Work instruction: Instruction for the data below: set down exactly the lines from the line with "#[derive(Debug, Default, Deserialize)]" to the line with "fn default_table() ->", inclusive, and no others.
Segment Start: Extracted data
//! `calsync run`: fetch, process and upload driven by one pipeline file.
//!
//! ```toml
//! [paths]
//! snapshot = "data/provider_dump.csv"      # or [source] url
//! raw = "output/raw_calendar_events.csv"
//! processed = "output/processed_calendar_events.csv"
//! institutions = "institutions.toml"
//!
//! [window]
//! past_months = 6
//! future_months = 6
//!
//! [store]
//! database = "output/calendar.db"
//! table = "calendar_events"
//!
//! [rules.time]
//! zone = "America/Toronto"
//! ```
//!
//! Relative paths resolve against the pipeline file's directory.

use std::path::{Path, PathBuf};
use std::time::Duration;

use calsync_io::fetch::FetchReport;
use calsync_io::{query_window, RetryPolicy, UploadReport};
use calsync_recon::{ReconResult, RuleSet};
use chrono::{Local, NaiveDate, Utc};
use serde::{Deserialize, Serialize};
use tracing::info;

use crate::exit_codes::{EXIT_ERROR, EXIT_PROCESS_INVALID_RULES, EXIT_USAGE};
use crate::fetch::{fetch_stage, open_source, SourceSpec, DEFAULT_FUTURE_MONTHS, DEFAULT_PAST_MONTHS};
use crate::stages::{print_summary, print_upload, process_stage, upload_stage};
use crate::CliError;

#[derive(Debug, Deserialize)]
#[serde(deny_unknown_fields)]
pub struct PipelineConfig {
    pub paths: PathsConfig,
    #[serde(default)]
    pub source: SourceConfig,
    #[serde(default)]
    pub window: WindowConfig,
    #[serde(default)]
    pub store: Option<StoreConfig>,
    #[serde(default)]
    pub rules: RuleSet,
    /// Skip the variant merge and rely on the suffix rewrite.
    #[serde(default)]
    pub no_variants: bool,
}

#[derive(Debug, Deserialize)]
#[serde(deny_unknown_fields)]
pub struct PathsConfig {
    #[serde(default)]
    pub snapshot: Option<PathBuf>,
    pub raw: PathBuf,
    pub processed: PathBuf,
    pub institutions: PathBuf,
}

#[derive(Debug, Default, Deserialize)]
#[serde(default, deny_unknown_fields)]
pub struct SourceConfig {
    pub url: Option<String>,
    pub chunk_delay_ms: u64,
}

#[derive(Debug, Deserialize)]
#[serde(default, deny_unknown_fields)]
pub struct WindowConfig {
    pub past_months: u32,
    pub future_months: u32,
    /// Pin "today" for reproducible windows.
    pub today: Option<NaiveDate>,
}

impl Default for WindowConfig {
    fn default() -> Self {
        Self {
            past_months: DEFAULT_PAST_MONTHS,
            future_months: DEFAULT_FUTURE_MONTHS,
            today: None,
        }
    }
}

#[derive(Debug, Deserialize)]
#[serde(deny_unknown_fields)]
pub struct StoreConfig {
    pub database: PathBuf,
    #[serde(default = "default_table")]
    pub table: String,
    #[serde(default)]
    pub create_table: bool,
}

fn default_table() -> String {
    calsync_io::store::DEFAULT_TABLE.to_string()
}

impl PipelineConfig {
    pub fn from_toml(input: &str) -> Result<Self, CliError> {
        let config: PipelineConfig = toml::from_str(input)
            .map_err(|e| CliError::args(format!("invalid pipeline file: {e}")))?;
        config
            .rules
            .validate()
            .map_err(|e| CliError::new(EXIT_PROCESS_INVALID_RULES, e.to_string()))?;
        Ok(config)
    }

    /// Rebase every relative path onto `base`.
    fn resolve_paths(&mut self, base: &Path) {
        let rebase = |path: &mut PathBuf| {
            if path.is_relative() {
                *path = base.join(&*path);
            }
        };
        if let Some(snapshot) = self.paths.snapshot.as_mut() {
            rebase(snapshot);
        }
        rebase(&mut self.paths.raw);
        rebase(&mut self.paths.processed);
        rebase(&mut self.paths.institutions);
        if let Some(store) = self.store.as_mut() {
            rebase(&mut store.database);
        }
    }

    fn source_spec(&self) -> Result<SourceSpec, CliError> {
        match (&self.paths.snapshot, &self.source.url) {
            (Some(path), None) => Ok(SourceSpec::Snapshot(path.clone())),
            (None, Some(url)) => Ok(SourceSpec::Http(url.clone())),
            (Some(_), Some(_)) => Err(CliError::args(
                "pipeline sets both paths.snapshot and source.url",
            )),
            (None, None) => Err(CliError::args("pipeline has no event source")
                .with_hint("set paths.snapshot or source.url, or pass --skip-fetch")),
        }
    }
}

#[derive(Debug, Default, Serialize)]
pub struct RunReport {
    #[serde(skip_serializing_if = "Option::is_none")]
    pub fetch: Option<FetchReport>,
    pub process: Option<ReconResult>,
    #[serde(skip_serializing_if = "Option::is_none")]
    pub upload: Option<UploadReport>,
}

pub fn run_pipeline(
    mut config: PipelineConfig,
    base: &Path,
    dry_run: bool,
    skip_fetch: bool,
    skip_upload: bool,
) -> Result<RunReport, CliError> {
    config.resolve_paths(base);
    let mut report = RunReport::default();

    // Check the destination before spending time on fetch
    let store = match (&config.store, skip_upload) {
        (_, true) => None,
        (Some(store), false) => Some(store),
        (None, false) => {
            return Err(CliError::new(EXIT_USAGE, "pipeline has no [store] section")
                .with_hint("add [store] database = \"...\" or pass --skip-upload"));
        }
    };

    if !skip_fetch {
        let spec = config.source_spec()?;
        let today = config.window.today.unwrap_or_else(|| Local::now().date_naive());
        let window = query_window(today, config.window.past_months, config.window.future_months)?;
        let policy = RetryPolicy {
            chunk_delay: Duration::from_millis(config.source.chunk_delay_ms),
            ..RetryPolicy::default()
        };
        let source = open_source(&spec, &config.rules)?;
        info!(stage = "fetch", "starting");
        report.fetch = Some(fetch_stage(
            source.as_ref(),
            &config.paths.institutions,
            &config.rules,
            &window,
            &policy,
            &config.paths.raw,
        )?);
    }

    info!(stage = "process", "starting");
    let result = process_stage(
        &config.paths.raw,
        &config.paths.institutions,
        &config.rules,
        !config.no_variants,
        Utc::now(),
        &config.paths.processed,
    )?;
    print_summary(&result);
    report.process = Some(result);

    if let Some(store) = store {
        info!(stage = "upload", "starting");
        let upload = upload_stage(
            &config.paths.processed,
            &store.database,
            &store.table,
            dry_run,
            store.create_table,
        )?;
        print_upload(&upload, &store.table);
        report.upload = Some(upload);
    }

    Ok(report)
}

pub fn cmd_run(
    config_path: PathBuf,
    dry_run: bool,
    skip_fetch: bool,
    skip_upload: bool,
    json: bool,
) -> Result<(), CliError> {
    let text = std::fs::read_to_string(&config_path).map_err(|e| {
        CliError::args(format!("cannot read pipeline {}: {e}", config_path.display()))
    })?;
    let config = PipelineConfig::from_toml(&text)?;
    let base = config_path.parent().unwrap_or_else(|| Path::new("."));

    let report = run_pipeline(config, base, dry_run, skip_fetch, skip_upload)?;

    if json {
        let text = serde_json::to_string_pretty(&report)
            .map_err(|e| CliError::new(EXIT_ERROR, format!("JSON serialization error: {e}")))?;
        println!("{text}");
    }
    Ok(())
}

#[cfg(test)]
mod tests {
    use super::*;

    const MINIMAL: &str = r#"
[paths]
snapshot = "dump.csv"
raw = "out/raw.csv"
processed = "out/processed.csv"
institutions = "/etc/calsync/institutions.toml"
"#;

    #[test]
    fn defaults_fill_optional_sections() {
        let config = PipelineConfig::from_toml(MINIMAL).unwrap();
        assert_eq!(config.window.past_months, 6);
        assert_eq!(config.window.future_months, 6);
        assert!(config.store.is_none());
        assert_eq!(config.rules.time.zone, "America/Toronto");
        assert!(!config.no_variants);
    }

    #[test]
    fn relative_paths_follow_the_pipeline_file() {
        let mut config = PipelineConfig::from_toml(MINIMAL).unwrap();
        config.resolve_paths(Path::new("/srv/calsync"));
        assert_eq!(config.paths.raw, PathBuf::from("/srv/calsync/out/raw.csv"));
        assert_eq!(config.paths.snapshot, Some(PathBuf::from("/srv/calsync/dump.csv")));
        assert_eq!(
            config.paths.institutions,
            PathBuf::from("/etc/calsync/institutions.toml")
        );
    }

    #[test]
    fn store_table_defaults() {
        let text = format!("{MINIMAL}\n[store]\ndatabase = \"calendar.db\"\n");
        let config = PipelineConfig::from_toml(&text).unwrap();
        let store = config.store.unwrap();
        assert_eq!(store.table, "calendar_events");
        assert!(!store.create_table);
    }

    #[test]
    fn inline_rules_are_validated() {
        let text = format!(
            "{MINIMAL}\n[rules.categories]\nincluded = [\"Earnings\"]\nexcluded = [\"Earnings\"]\n"
        );
        let err = PipelineConfig::from_toml(&text).unwrap_err();
        assert_eq!(err.code, EXIT_PROCESS_INVALID_RULES);
    }

    #[test]
    fn unknown_keys_are_rejected() {
        let text = format!("{MINIMAL}\n[window]\npast = 3\n");
        assert_eq!(PipelineConfig::from_toml(&text).unwrap_err().code, EXIT_USAGE);
    }

    #[test]
    fn source_must_be_unambiguous() {
        let text = format!("{MINIMAL}\n[source]\nurl = \"https://example.com/events\"\n");
        let config = PipelineConfig::from_toml(&text).unwrap();
        assert!(config.source_spec().is_err());
    }

    #[test]
    fn missing_store_fails_before_fetch() {
        let config = PipelineConfig::from_toml(MINIMAL).unwrap();
        let err = run_pipeline(config, Path::new("/nonexistent"), false, false, false).unwrap_err();
        assert_eq!(err.code, EXIT_USAGE);
    }
}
Segment End: Extracted data
Response to the task:
#[derive(Debug, Default, Deserialize)]
#[serde(default, deny_unknown_fields)]
pub struct SourceConfig {
    pub url: Option<String>,
    pub chunk_delay_ms: u64,
}

#[derive(Debug, Deserialize)]
#[serde(default, deny_unknown_fields)]
pub struct WindowConfig {
    pub past_months: u32,
    pub future_months: u32,
    /// Pin "today" for reproducible windows.
    pub today: Option<NaiveDate>,
}

impl Default for WindowConfig {
    fn default() -> Self {
        Self {
            past_months: DEFAULT_PAST_MONTHS,
            future_months: DEFAULT_FUTURE_MONTHS,
            today: None,
        }
    }
}

#[derive(Debug, Deserialize)]
#[serde(deny_unknown_fields)]
pub struct StoreConfig {
    pub database: PathBuf,
    #[serde(default = "default_table")]
    pub table: String,
    #[serde(default)]
    pub create_table: bool,
}

fn default_table() -> String {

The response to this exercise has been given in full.